# [Exercise details]
From the records below, state how many lines hold the string "FilterType", without any other text.

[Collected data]
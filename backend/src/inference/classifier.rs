use super::{Classify, InferenceError, summarize_scores};
use image::imageops::FilterType;
use shared::ClassificationSummary;
use std::sync::Mutex;
use tch::{CModule, Device, Kind, Tensor};

const INPUT_SIZE: u32 = 224;
const MEAN: [f32; 3] = [0.485, 0.456, 0.406];
const STD: [f32; 3] = [0.229, 0.224, 0.225];

/// TorchScript leaf classifier. Loaded once at startup and shared across
/// requests; the module itself is guarded because libtorch forward calls are
/// not re-entrant on a single CModule.
pub struct LeafClassifier {
    module: Mutex<CModule>,
    device: Device,
}

impl LeafClassifier {
    pub fn load(model_path: &str) -> Result<Self, InferenceError> {
        let device = Device::cuda_if_available();
        let module = CModule::load_on_device(model_path, device)?;
        log::info!("classifier loaded from {} on {:?}", model_path, device);
        Ok(Self {
            module: Mutex::new(module),
            device,
        })
    }

    /// Decode, resize to the training resolution, and build a normalized
    /// NCHW float tensor.
    fn preprocess(&self, image: &[u8]) -> Result<Tensor, InferenceError> {
        let decoded = image::load_from_memory(image)
            .map_err(|e| InferenceError::Preprocessing(e.to_string()))?
            .to_rgb8();
        let resized = image::imageops::resize(&decoded, INPUT_SIZE, INPUT_SIZE, FilterType::Triangle);

        let pixels = (INPUT_SIZE * INPUT_SIZE) as usize;
        let mut chw = vec![0f32; 3 * pixels];
        for (x, y, px) in resized.enumerate_pixels() {
            let offset = (y * INPUT_SIZE + x) as usize;
            for c in 0..3 {
                let v = px.0[c] as f32 / 255.0;
                chw[c * pixels + offset] = (v - MEAN[c]) / STD[c];
            }
        }

        let tensor = Tensor::from_slice(&chw)
            .view([1, 3, INPUT_SIZE as i64, INPUT_SIZE as i64])
            .to_device(self.device);
        Ok(tensor)
    }
}

impl Classify for LeafClassifier {
    fn classify(&self, image: &[u8]) -> Result<ClassificationSummary, InferenceError> {
        let input = self.preprocess(image)?;
        let output = self.module.lock().unwrap().forward_ts(&[input])?;

        let probs = output.softmax(-1, Kind::Float).view([-1]);
        let num_elements = probs.size()[0] as usize;
        let mut scores = vec![0f32; num_elements];
        probs.to_kind(Kind::Float).copy_data(&mut scores, num_elements);

        summarize_scores(&scores)
    }
}
use async_trait::async_trait;
use aws_sdk_s3::Client;
use aws_sdk_s3::primitives::ByteStream;
use uuid::Uuid;

use super::{ImageStore, StorageError};

#[derive(Clone)]
pub struct S3ImageStore {
    client: Client,
    bucket_name: String,
}

impl S3ImageStore {
    pub fn new(client: Client, bucket_name: String) -> Self {
        Self {
            client,
            bucket_name,
        }
    }

    /// Keys are hash-addressed per caller, so re-uploads of the same
    /// normalized image overwrite in place instead of accumulating.
    fn object_key(caller_id: Uuid, image_hash: &str) -> String {
        format!("predictions/{}/{}.jpg", caller_id, image_hash)
    }
}

#[async_trait]
impl ImageStore for S3ImageStore {
    async fn store_image(
        &self,
        caller_id: Uuid,
        image_hash: &str,
        bytes: &[u8],
    ) -> Result<String, StorageError> {
        let key = Self::object_key(caller_id, image_hash);
        let body = ByteStream::from(bytes.to_vec());

        self.client
            .put_object()
            .bucket(&self.bucket_name)
            .key(&key)
            .body(body)
            .content_type("image/jpeg")
            .send()
            .await
            .map_err(|e| StorageError::S3(e.to_string()))?;

        Ok(format!("s3://{}/{}", self.bucket_name, key))
    }
}
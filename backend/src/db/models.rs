use chrono::{DateTime, Utc};
use serde::{Deserialize, Serialize};
use shared::{
    ClassificationSummary, CropCoordinates, Detection, FinalStatus, ImageSource, WorkflowStep,
};
use uuid::Uuid;

/// Canonical unit of work. Created after the first successful classification
/// pass and mutated in place on crop re-entry; the identity never changes.
#[derive(Debug, Clone, Serialize, Deserialize)]
pub struct PredictionRecord {
    pub id: Uuid,
    pub caller_id: Uuid,
    pub image_hash: String,
    pub image_size: i64,
    pub image_source: ImageSource,
    #[serde(skip_serializing_if = "Option::is_none")]
    pub image_path: Option<String>,
    pub classification: ClassificationSummary,
    /// `None` means the detector never ran; `Some(vec![])` means it ran and
    /// found nothing.
    #[serde(skip_serializing_if = "Option::is_none")]
    pub detections: Option<Vec<Detection>>,
    pub workflow_step: WorkflowStep,
    pub final_status: FinalStatus,
    #[serde(skip_serializing_if = "Option::is_none")]
    pub crop_coordinates: Option<CropCoordinates>,
    pub processing_time_ms: i64,
    pub created_at: DateTime<Utc>,
    pub updated_at: DateTime<Utc>,
}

# [Your solution]
2